Can you tell me exactly what you did because I am having the same exact problem?


----------



## sdchargers7264

I'm having the same problems!!! Help!!!


----------



## Coolfreak

Try opening your *task manager* _(Do this by pressing ctrl + alt + delete)_, *Processes* tab, *right* click *Itunes.exe*, *End process*

Then exit out of task manager, and try to start Itunes again.

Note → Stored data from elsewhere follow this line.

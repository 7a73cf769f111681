//! Periodic teardown of idle sessions.

use std::{sync::Arc, time::Duration};

use shell_broker_core::SessionId;
use tokio::{
    task::JoinHandle,
    time::{Instant, MissedTickBehavior},
};
use tracing::{debug, info};

use crate::{registry::Registry, session::Ending};

/// Tears down connected sessions idle for longer than a threshold.
pub struct IdleSweeper {
    registry: Arc<Registry>,
    threshold: Duration,
    interval: Duration,
}

impl IdleSweeper {
    #[must_use]
    pub const fn new(registry: Arc<Registry>, threshold: Duration, interval: Duration) -> Self {
        Self {
            registry,
            threshold,
            interval,
        }
    }

    /// Message sent to a caller whose session timed out.
    #[must_use]
    pub fn timeout_message(&self) -> String {
        format!(
            "Session closed after {} minutes of inactivity",
            self.threshold.as_secs() / 60
        )
    }

    /// Tear down every session idle at `now`. Returns the ids this sweep
    /// ended.
    pub async fn sweep(&self, now: Instant) -> Vec<SessionId> {
        let idle: Vec<_> = self
            .registry
            .sessions()
            .into_iter()
            .filter(|s| s.is_idle(now, self.threshold))
            .collect();

        let mut ended = Vec::new();
        for session in idle {
            if self
                .registry
                .teardown(&session, Ending::Disconnected(self.timeout_message()))
                .await
            {
                info!(session_id = %session.id(), owner = session.owner_id(), "Closed idle session");
                ended.push(session.id());
            }
        }
        if !ended.is_empty() {
            debug!(count = ended.len(), "Idle sweep finished");
        }
        ended
    }

    /// Run `sweep` every `interval` until the task is aborted.
    #[must_use]
    pub fn spawn(self) -> JoinHandle<()> {
        tokio::spawn(async move {
            let mut ticker = tokio::time::interval(self.interval);
            ticker.set_missed_tick_behavior(MissedTickBehavior::Delay);
            ticker.tick().await;
            loop {
                ticker.tick().await;
                self.sweep(Instant::now()).await;
            }
        })
    }
}

#[cfg(test)]
mod tests {
    use shell_broker_core::{
        BrokerEvent, ConnectTarget, Credential, EventSink, Geometry, SessionState, StatusState,
        testing::MockShell,
    };
    use tokio::sync::mpsc;
    use tokio_test::assert_ok;

    use super::*;
    use crate::session::Session;

    const THRESHOLD: Duration = Duration::from_secs(1800);

    async fn connected(
        registry: &Registry,
        shell: &MockShell,
    ) -> (Arc<Session>, mpsc::UnboundedReceiver<BrokerEvent>) {
        let (sink, mut rx) = EventSink::channel();
        let target = ConnectTarget {
            host: "h".into(),
            port: 22,
            username: "u".into(),
        };
        let session = assert_ok!(registry.create(
            SessionId::new_v4(),
            "alice",
            target,
            Geometry::default(),
            sink
        ));
        assert_ok!(
            session
                .establish(shell, &Credential::new("p"), Duration::from_secs(5))
                .await
        );
        let _connected = rx.recv().await;
        (session, rx)
    }

    fn sweeper(registry: &Arc<Registry>) -> IdleSweeper {
        IdleSweeper::new(Arc::clone(registry), THRESHOLD, Duration::from_secs(60))
    }

    #[tokio::test]
    async fn test_sweep_respects_exclusive_threshold() {
        let shell = MockShell::new();
        let registry = Arc::new(Registry::default());
        let (session, mut rx) = connected(&registry, &shell).await;
        let last = session.last_activity();

        assert!(sweeper(&registry).sweep(last + THRESHOLD).await.is_empty());
        assert_eq!(session.state(), SessionState::Connected);

        let ended = sweeper(&registry)
            .sweep(last + THRESHOLD + Duration::from_secs(1))
            .await;
        assert_eq!(ended, vec![session.id()]);
        assert_eq!(session.state(), SessionState::Closed);
        assert!(registry.get(session.id()).is_none());
        assert_eq!(shell.connections_closed(), 1);
        assert_eq!(
            rx.recv().await,
            Some(BrokerEvent::Status {
                state: StatusState::Disconnected,
                message: "Session closed after 30 minutes of inactivity".into(),
                snapshot: None,
            })
        );
    }

    #[tokio::test(start_paused = true)]
    async fn test_recent_activity_keeps_session() {
        let shell = MockShell::new();
        let registry = Arc::new(Registry::default());
        let (stale, _rx1) = connected(&registry, &shell).await;
        let (fresh, _rx2) = connected(&registry, &shell).await;

        tokio::time::advance(Duration::from_secs(10)).await;
        assert_ok!(fresh.send_input(b"x").await);

        let ended = sweeper(&registry)
            .sweep(fresh.last_activity() + THRESHOLD)
            .await;
        assert_eq!(ended, vec![stale.id()]);
        assert_eq!(fresh.state(), SessionState::Connected);
    }

    #[tokio::test]
    async fn test_connecting_sessions_are_skipped() {
        let registry = Arc::new(Registry::default());
        let (sink, _rx) = EventSink::channel();
        let target = ConnectTarget {
            host: "h".into(),
            port: 22,
            username: "u".into(),
        };
        let session = assert_ok!(registry.create(
            SessionId::new_v4(),
            "alice",
            target,
            Geometry::default(),
            sink
        ));

        let later = Instant::now() + THRESHOLD * 4;
        assert!(sweeper(&registry).sweep(later).await.is_empty());
        assert_eq!(session.state(), SessionState::Connecting);
    }

    #[tokio::test(start_paused = true)]
    async fn test_spawned_sweeper_runs_on_interval() {
        let shell = MockShell::new();
        let registry = Arc::new(Registry::default());
        let (session, _rx) = connected(&registry, &shell).await;

        let handle = IdleSweeper::new(
            Arc::clone(&registry),
            Duration::from_millis(30),
            Duration::from_millis(10),
        )
        .spawn();
        tokio::time::sleep(Duration::from_millis(25)).await;
        assert_eq!(session.state(), SessionState::Connected);

        tokio::time::sleep(Duration::from_millis(30)).await;
        assert_eq!(session.state(), SessionState::Closed);
        assert!(registry.is_empty());
        handle.abort();
    }
}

If that doesn't work, *restart* your computer and try to open Itunes.


----------



## NZAE92

i have this same problem and have tried going into task manager and then 

processes and so on but it only shows itunes helper.exe not itunes.exe

can anyone help with this?? i would be very greatful


----------



## Coolfreak

Please make a new thread. We can then help you further.

Thanks.

-Coolfreak


----------



## mike246

Coolfreak said:


> Try opening your *task manager* _(Do this by pressing ctrl + alt + delete)_, *Processes* tab, *right* click *Itunes.exe*, *End process*
> 
> Then exit out of task manager, and try to start Itunes again.
> 
> If that doesn't work, *restart* your computer and try to open Itunes.


when i do this it says i have to terminate itunes. what does that mean?
i need HELP!!!!!!!!!!!!!!!!!!!!!!!:upset:


----------



## Coolfreak

Please make your own thread. It will allow us to help you further.

Thank you,

-Coolfreak


----------